(Extracted records)
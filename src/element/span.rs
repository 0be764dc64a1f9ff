use std::fmt;
use std::marker::PhantomData;

use egui::{Pos2, Vec2, pos2};

use super::common::{self, ElementCore};
use super::{Element, SpawnContext, VertexIndex};
use crate::style::StyleDefaults;
use crate::surface::{Geometry, Surface, VisualRole};

/// The axis a span is measured along
pub trait SpanAxis: fmt::Debug + Clone + 'static {
    const KIND: &'static str;

    /// Coordinate of `position` along the span axis
    fn along(position: Pos2) -> f32;

    /// Component of `delta` along the span axis
    fn along_delta(delta: Vec2) -> f32;

    /// A point at `value` along the axis and `across` on the other axis
    fn point(value: f32, across: f32) -> Pos2;

    fn band(first: f32, second: f32) -> Geometry;

    fn median(value: f32) -> Geometry;

    /// Handle markers at `values`, pinned at axes fraction `across`
    fn handles(values: Vec<f32>, across: f32) -> Geometry;
}

/// Horizontal band between two y values
#[derive(Debug, Clone)]
pub struct Horizontal;

/// Vertical band between two x values
#[derive(Debug, Clone)]
pub struct Vertical;

impl SpanAxis for Horizontal {
    const KIND: &'static str = "hspans";

    fn along(position: Pos2) -> f32 {
        position.y
    }

    fn along_delta(delta: Vec2) -> f32 {
        delta.y
    }

    fn point(value: f32, across: f32) -> Pos2 {
        pos2(across, value)
    }

    fn band(first: f32, second: f32) -> Geometry {
        Geometry::HBand {
            bottom: first,
            top: second,
        }
    }

    fn median(value: f32) -> Geometry {
        Geometry::HLine { y: value }
    }

    fn handles(values: Vec<f32>, across: f32) -> Geometry {
        Geometry::HMarkers {
            ys: values,
            x_fraction: across,
        }
    }
}

impl SpanAxis for Vertical {
    const KIND: &'static str = "vspans";

    fn along(position: Pos2) -> f32 {
        position.x
    }

    fn along_delta(delta: Vec2) -> f32 {
        delta.x
    }

    fn point(value: f32, across: f32) -> Pos2 {
        pos2(value, across)
    }

    fn band(first: f32, second: f32) -> Geometry {
        Geometry::VBand {
            left: first,
            right: second,
        }
    }

    fn median(value: f32) -> Geometry {
        Geometry::VLine { x: value }
    }

    fn handles(values: Vec<f32>, across: f32) -> Geometry {
        Geometry::VMarkers {
            xs: values,
            y_fraction: across,
        }
    }
}

const HANDLE_FRACTION: f32 = 0.5;

#[derive(Debug, Clone, Copy, PartialEq, Eq, Default)]
pub struct SpanOptions {
    /// Draw a line halfway between the two edges
    pub median_line: bool,
}

/// A band spanning the whole data region across one axis.
///
/// Edge 0 is the one placed by the first click, edge 1 the one placed by
/// the second. Handles sit halfway across the data region. Dragging only
/// moves the span along its own axis.
#[derive(Debug, Clone)]
pub struct Span<A: SpanAxis> {
    core: ElementCore,
    edges: [f32; 2],
    median_line: bool,
    axis: PhantomData<A>,
}

pub type HSpan = Span<Horizontal>;
pub type VSpan = Span<Vertical>;

impl<A: SpanAxis> Span<A> {
    pub fn edges(&self) -> [f32; 2] {
        self.edges
    }

    pub fn median(&self) -> f32 {
        (self.edges[0] + self.edges[1]) / 2.0
    }

    /// Handles follow the view: they stay halfway across whatever is shown
    fn handles(&self) -> Geometry {
        A::handles(self.edges.to_vec(), HANDLE_FRACTION)
    }

    fn sync(&self, surface: &mut dyn Surface) {
        self.core
            .set_geometry(surface, VisualRole::Body, A::band(self.edges[0], self.edges[1]));
        self.core
            .set_geometry(surface, VisualRole::VertexHandle, self.handles());
        if self.median_line {
            self.core
                .set_geometry(surface, VisualRole::MedianLine, A::median(self.median()));
        }
    }
}

impl Span<Horizontal> {
    pub fn bottom(&self) -> f32 {
        self.edges[0].min(self.edges[1])
    }

    pub fn top(&self) -> f32 {
        self.edges[0].max(self.edges[1])
    }
}

impl Span<Vertical> {
    pub fn left(&self) -> f32 {
        self.edges[0].min(self.edges[1])
    }

    pub fn right(&self) -> f32 {
        self.edges[0].max(self.edges[1])
    }
}

impl<A: SpanAxis> Element for Span<A> {
    type Options = SpanOptions;

    const KIND: &'static str = A::KIND;

    fn spawn(ctx: SpawnContext<'_>, options: &SpanOptions) -> Self {
        let style = ctx.style.resolve(ctx.number, StyleDefaults::SPAN);
        let value = A::along(ctx.position);
        let mut span = Self {
            core: ElementCore::new(ctx.number, style),
            edges: [value, value],
            median_line: options.median_line,
            axis: PhantomData,
        };
        let handles = span.handles();
        span.core.attach(
            ctx.surface,
            VisualRole::Body,
            A::band(value, value),
            common::body_style(&style, true),
        );
        span.core.attach(
            ctx.surface,
            VisualRole::VertexHandle,
            handles,
            common::handle_style(&style),
        );
        if span.median_line {
            span.core.attach(
                ctx.surface,
                VisualRole::MedianLine,
                A::median(value),
                common::body_style(&style, false),
            );
        }
        span
    }

    fn core(&self) -> &ElementCore {
        &self.core
    }

    fn core_mut(&mut self) -> &mut ElementCore {
        &mut self.core
    }

    fn max_clicks(&self) -> Option<usize> {
        Some(2)
    }

    fn move_vertex(&mut self, surface: &mut dyn Surface, position: Pos2, index: VertexIndex) {
        let edge = match index {
            VertexIndex::At(i) if i < 2 => i,
            VertexIndex::At(_) => return,
            VertexIndex::Free => 1,
        };
        self.edges[edge] = A::along(position);
        self.sync(surface);
    }

    /// The edge-0 position along the axis; the other coordinate is 0
    fn anchor(&self) -> Pos2 {
        A::point(self.edges[0], 0.0)
    }

    fn translate(&mut self, surface: &mut dyn Surface, delta: Vec2) {
        let shift = A::along_delta(delta);
        for edge in &mut self.edges {
            *edge += shift;
        }
        self.sync(surface);
    }

    fn vertices(&self) -> Vec<Pos2> {
        self.edges.iter().map(|edge| A::point(*edge, 0.0)).collect()
    }

    fn is_draggable(&self, role: VisualRole) -> bool {
        matches!(role, VisualRole::Body | VisualRole::MedianLine)
    }
}
use egui::{Modifiers, PointerButton};

use super::{InputEvent, InputLocation};
use crate::surface::{Surface, SurfaceHandle};
use crate::tools::AnnotationTool;

/// Turn one pointer-down into a pick for every visual under it (topmost
/// first) followed by the pointer-down itself. Nothing is picked outside
/// the plot area.
pub fn expand_pointer_down(
    surface: &dyn Surface,
    location: InputLocation,
    button: PointerButton,
    modifiers: Modifiers,
) -> Vec<InputEvent> {
    let mut events = Vec::new();
    if location.in_axes {
        events.extend(surface.hit_test(location.position).into_iter().map(|hit| {
            InputEvent::Pick {
                location,
                button,
                modifiers,
                hit,
            }
        }));
    }
    events.push(InputEvent::PointerDown {
        location,
        button,
        modifiers,
    });
    events
}

/// Deliver one raw event to every tool sharing `surface`, in order.
///
/// Hits are computed once, before any tool reacts, so every tool sees the
/// same picks even if an earlier tool removes a shape. If a tool already
/// holds the surface arbiter when the press arrives, only that tool
/// receives the pointer-down. A tool that takes and releases the arbiter
/// within the press (a one-click spawn) does not lock its siblings out.
pub fn route_event(event: &InputEvent, surface: &SurfaceHandle, tools: &mut [&mut dyn AnnotationTool]) {
    let holder = surface.borrow().arbiter().holder();
    let events = match event {
        InputEvent::PointerDown {
            location,
            button,
            modifiers,
        } => {
            let surface = surface.borrow();
            expand_pointer_down(&*surface, *location, *button, *modifiers)
        }
        other => vec![other.clone()],
    };

    for event in &events {
        for tool in tools.iter_mut() {
            // Holder as of the press, not as updated by earlier tools
            let locked_out = holder.is_some_and(|id| id != tool.tool_id());
            if locked_out && matches!(event, InputEvent::PointerDown { .. }) {
                continue;
            }
            tool.handle_event(event);
        }
    }
}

> **Work instructions**
Your answer should be each line of the data that contains the word "impl", copied as it stands.

> **Answer to the problem**
impl SpanAxis for Horizontal {
impl SpanAxis for Vertical {
impl<A: SpanAxis> Span<A> {
impl Span<Horizontal> {
impl Span<Vertical> {
impl<A: SpanAxis> Element for Span<A> {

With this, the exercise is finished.